Stored data:
☆ ☆ ☆ ☆ ☆
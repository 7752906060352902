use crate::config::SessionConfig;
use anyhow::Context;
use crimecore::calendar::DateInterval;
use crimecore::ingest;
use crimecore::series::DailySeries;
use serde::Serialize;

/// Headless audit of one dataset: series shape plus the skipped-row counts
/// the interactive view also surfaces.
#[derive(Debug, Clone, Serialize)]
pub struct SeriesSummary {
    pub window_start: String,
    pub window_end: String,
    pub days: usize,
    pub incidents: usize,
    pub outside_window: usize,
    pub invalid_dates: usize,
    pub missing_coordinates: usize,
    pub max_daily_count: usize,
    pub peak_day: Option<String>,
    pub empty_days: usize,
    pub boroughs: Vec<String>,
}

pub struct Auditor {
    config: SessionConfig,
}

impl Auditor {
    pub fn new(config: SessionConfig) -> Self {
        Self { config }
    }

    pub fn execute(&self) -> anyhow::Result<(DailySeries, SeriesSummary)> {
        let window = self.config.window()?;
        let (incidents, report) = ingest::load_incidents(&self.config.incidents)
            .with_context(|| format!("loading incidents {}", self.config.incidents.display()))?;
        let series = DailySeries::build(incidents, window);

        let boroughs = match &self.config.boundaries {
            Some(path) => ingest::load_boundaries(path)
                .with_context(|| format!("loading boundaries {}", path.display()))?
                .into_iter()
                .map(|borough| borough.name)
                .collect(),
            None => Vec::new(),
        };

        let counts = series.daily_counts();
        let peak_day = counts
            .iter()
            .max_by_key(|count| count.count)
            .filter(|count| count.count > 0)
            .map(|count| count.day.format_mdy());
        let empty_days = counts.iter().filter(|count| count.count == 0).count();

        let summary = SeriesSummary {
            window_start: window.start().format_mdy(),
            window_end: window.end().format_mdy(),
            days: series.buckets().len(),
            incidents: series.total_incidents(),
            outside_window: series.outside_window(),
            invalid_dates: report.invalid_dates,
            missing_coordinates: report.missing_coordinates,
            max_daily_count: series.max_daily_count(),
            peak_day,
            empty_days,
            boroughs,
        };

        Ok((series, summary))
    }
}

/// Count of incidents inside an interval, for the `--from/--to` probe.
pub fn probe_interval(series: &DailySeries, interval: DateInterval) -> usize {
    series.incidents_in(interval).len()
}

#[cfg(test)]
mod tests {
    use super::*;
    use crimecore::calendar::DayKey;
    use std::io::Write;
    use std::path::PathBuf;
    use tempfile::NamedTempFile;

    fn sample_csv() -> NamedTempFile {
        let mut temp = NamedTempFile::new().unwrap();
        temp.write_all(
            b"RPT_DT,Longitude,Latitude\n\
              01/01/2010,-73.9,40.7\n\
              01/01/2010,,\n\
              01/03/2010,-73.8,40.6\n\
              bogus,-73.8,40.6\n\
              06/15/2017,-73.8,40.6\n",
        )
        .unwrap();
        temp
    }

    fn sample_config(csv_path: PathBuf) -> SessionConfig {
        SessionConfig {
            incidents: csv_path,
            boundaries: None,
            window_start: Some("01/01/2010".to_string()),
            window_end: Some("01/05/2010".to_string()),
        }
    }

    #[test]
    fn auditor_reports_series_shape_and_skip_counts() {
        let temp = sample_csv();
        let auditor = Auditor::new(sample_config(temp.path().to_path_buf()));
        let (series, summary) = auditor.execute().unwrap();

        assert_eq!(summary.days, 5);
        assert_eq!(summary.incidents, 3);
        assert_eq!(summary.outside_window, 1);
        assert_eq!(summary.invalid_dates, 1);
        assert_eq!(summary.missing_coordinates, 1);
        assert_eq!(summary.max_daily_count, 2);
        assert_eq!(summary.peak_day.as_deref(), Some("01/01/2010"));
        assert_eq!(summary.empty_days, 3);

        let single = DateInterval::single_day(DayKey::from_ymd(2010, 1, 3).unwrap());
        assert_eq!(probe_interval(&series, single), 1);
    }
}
☆ ☆ ☆ ☆ ☆
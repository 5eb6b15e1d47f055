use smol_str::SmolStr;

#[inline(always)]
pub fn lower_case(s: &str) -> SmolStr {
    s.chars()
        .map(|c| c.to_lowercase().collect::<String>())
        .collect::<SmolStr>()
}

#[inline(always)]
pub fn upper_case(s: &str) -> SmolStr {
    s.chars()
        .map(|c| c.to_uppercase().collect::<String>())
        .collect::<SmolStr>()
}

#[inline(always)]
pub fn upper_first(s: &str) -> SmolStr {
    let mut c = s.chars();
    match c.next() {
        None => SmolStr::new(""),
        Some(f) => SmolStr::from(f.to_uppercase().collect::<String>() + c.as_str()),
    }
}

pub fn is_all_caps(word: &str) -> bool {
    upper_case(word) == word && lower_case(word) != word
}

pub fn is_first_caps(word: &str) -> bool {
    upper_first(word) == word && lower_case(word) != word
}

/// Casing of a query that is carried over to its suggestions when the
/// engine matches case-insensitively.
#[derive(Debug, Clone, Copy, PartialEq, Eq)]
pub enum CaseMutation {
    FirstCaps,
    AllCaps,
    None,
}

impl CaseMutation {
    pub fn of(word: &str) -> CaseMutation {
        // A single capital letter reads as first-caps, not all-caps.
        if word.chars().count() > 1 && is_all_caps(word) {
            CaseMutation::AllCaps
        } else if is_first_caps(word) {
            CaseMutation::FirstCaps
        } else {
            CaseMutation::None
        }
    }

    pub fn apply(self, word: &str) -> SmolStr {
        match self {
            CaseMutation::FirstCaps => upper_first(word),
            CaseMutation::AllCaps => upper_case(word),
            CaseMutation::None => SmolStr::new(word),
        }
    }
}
☆ ☆ ☆ ☆ ☆
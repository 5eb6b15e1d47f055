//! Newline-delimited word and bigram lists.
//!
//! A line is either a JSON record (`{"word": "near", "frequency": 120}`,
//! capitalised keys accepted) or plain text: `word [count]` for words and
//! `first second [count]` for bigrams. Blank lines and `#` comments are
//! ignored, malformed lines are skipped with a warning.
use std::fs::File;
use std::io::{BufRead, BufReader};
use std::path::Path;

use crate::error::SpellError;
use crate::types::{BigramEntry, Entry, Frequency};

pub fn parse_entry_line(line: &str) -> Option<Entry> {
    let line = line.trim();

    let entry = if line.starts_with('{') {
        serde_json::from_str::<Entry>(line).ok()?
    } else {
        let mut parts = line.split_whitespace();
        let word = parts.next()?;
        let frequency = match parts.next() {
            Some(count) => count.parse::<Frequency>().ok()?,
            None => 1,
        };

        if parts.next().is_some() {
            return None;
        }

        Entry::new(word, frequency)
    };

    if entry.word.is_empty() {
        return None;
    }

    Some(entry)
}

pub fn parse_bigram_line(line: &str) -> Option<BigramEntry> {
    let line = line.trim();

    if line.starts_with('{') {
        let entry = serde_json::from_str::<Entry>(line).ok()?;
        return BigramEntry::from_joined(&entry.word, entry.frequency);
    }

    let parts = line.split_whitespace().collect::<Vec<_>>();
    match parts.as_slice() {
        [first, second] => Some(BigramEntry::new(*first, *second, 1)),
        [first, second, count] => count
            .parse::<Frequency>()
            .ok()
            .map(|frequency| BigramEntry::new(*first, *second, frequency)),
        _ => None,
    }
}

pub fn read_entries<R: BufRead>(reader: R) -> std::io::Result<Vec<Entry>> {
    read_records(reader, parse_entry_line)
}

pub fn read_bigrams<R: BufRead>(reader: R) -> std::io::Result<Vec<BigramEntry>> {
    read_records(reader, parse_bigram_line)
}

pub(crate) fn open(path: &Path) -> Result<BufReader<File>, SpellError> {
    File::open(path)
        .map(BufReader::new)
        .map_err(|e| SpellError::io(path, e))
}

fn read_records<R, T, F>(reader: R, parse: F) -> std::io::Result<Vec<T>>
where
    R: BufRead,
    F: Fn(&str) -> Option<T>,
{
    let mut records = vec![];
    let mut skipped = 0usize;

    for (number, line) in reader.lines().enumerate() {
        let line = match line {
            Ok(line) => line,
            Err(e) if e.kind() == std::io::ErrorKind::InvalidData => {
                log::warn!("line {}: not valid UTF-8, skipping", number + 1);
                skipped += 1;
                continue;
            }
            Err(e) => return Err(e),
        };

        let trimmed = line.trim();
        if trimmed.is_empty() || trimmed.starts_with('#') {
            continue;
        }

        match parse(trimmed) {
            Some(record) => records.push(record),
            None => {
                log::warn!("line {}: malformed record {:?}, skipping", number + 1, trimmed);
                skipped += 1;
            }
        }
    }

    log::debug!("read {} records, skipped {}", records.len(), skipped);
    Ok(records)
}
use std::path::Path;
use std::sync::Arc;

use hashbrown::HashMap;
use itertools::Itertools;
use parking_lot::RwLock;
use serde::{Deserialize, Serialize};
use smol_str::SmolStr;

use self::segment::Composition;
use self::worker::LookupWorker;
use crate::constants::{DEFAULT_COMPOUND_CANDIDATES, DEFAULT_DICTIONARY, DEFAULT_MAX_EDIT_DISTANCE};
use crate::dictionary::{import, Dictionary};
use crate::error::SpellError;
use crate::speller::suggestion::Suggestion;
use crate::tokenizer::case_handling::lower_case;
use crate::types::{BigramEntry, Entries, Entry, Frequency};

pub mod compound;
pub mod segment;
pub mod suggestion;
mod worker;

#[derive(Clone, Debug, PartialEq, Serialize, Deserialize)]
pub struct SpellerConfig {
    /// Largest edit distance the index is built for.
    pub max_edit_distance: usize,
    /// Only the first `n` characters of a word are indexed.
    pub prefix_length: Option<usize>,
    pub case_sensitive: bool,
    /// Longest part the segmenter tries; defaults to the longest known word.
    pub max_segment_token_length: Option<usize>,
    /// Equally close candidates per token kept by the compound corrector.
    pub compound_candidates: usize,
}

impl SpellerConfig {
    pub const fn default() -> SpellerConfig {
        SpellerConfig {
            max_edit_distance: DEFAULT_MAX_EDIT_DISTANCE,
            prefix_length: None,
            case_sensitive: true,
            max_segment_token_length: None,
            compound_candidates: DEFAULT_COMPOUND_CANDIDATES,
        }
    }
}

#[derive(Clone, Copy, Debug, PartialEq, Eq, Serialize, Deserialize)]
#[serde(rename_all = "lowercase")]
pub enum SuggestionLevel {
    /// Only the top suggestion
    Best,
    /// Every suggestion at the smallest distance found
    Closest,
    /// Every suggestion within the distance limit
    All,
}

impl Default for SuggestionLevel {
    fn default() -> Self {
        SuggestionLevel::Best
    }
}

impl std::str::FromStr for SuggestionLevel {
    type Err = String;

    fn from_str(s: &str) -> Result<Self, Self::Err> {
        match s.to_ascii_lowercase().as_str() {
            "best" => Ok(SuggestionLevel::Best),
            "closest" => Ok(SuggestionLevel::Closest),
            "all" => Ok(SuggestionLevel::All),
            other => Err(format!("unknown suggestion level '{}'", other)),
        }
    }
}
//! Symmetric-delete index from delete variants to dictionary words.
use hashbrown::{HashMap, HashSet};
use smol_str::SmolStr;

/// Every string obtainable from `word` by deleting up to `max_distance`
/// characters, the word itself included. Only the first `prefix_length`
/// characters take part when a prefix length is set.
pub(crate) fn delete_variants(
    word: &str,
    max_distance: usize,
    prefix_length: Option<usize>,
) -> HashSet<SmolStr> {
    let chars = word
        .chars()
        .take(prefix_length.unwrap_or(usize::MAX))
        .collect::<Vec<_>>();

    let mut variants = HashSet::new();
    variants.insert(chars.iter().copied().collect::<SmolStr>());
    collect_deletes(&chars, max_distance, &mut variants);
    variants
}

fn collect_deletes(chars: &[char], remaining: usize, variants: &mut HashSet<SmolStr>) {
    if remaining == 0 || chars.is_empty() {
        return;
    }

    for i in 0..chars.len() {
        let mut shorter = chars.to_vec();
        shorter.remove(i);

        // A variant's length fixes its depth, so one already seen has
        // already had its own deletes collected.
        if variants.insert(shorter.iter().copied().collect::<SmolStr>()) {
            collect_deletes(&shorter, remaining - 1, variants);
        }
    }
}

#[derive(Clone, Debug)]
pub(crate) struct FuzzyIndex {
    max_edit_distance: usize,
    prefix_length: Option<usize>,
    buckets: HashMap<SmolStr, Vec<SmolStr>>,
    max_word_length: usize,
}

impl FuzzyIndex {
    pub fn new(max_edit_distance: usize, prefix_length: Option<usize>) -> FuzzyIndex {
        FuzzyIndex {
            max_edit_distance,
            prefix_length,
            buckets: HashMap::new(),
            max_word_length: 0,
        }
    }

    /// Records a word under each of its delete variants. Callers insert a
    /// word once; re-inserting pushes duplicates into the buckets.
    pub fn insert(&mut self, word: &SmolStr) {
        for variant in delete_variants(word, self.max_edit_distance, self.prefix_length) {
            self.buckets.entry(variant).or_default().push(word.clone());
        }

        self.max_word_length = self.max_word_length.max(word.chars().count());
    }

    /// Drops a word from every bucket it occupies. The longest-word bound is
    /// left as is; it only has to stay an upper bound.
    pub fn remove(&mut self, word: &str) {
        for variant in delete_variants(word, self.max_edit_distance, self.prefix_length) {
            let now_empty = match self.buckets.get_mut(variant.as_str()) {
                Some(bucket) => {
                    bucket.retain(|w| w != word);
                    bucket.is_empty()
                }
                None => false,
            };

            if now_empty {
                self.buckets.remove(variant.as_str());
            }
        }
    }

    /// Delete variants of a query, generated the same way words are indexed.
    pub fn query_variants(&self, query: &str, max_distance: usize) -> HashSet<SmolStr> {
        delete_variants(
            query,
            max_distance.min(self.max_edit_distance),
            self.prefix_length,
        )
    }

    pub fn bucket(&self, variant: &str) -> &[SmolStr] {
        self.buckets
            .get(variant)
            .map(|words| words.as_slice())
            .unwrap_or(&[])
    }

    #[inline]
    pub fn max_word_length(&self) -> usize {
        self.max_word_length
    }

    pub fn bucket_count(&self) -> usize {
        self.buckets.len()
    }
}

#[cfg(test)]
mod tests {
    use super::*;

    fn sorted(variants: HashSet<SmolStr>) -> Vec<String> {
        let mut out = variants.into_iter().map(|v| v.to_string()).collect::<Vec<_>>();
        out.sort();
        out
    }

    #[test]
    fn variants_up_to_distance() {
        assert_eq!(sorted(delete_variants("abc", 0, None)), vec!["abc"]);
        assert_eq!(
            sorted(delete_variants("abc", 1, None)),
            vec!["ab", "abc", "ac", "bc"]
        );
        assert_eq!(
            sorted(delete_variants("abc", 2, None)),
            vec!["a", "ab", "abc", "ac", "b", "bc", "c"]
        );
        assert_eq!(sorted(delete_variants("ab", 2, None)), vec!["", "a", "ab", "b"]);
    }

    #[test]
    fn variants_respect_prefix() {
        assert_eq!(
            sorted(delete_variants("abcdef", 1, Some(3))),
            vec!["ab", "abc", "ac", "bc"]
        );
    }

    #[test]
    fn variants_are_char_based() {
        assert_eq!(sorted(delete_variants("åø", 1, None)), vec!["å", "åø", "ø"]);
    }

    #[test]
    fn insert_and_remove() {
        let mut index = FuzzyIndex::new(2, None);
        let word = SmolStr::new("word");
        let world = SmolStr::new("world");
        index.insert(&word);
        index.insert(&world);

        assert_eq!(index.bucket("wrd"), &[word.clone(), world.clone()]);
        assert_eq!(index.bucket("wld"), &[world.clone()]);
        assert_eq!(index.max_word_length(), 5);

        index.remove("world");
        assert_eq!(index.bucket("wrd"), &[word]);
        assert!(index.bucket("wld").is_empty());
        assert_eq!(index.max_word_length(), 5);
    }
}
☆ ☆ ☆ ☆ ☆
• [TASK ITEM]: How many of the lines above hold the word "words"? State that number and nothing else.

• [YOUR SOLUTION]: 4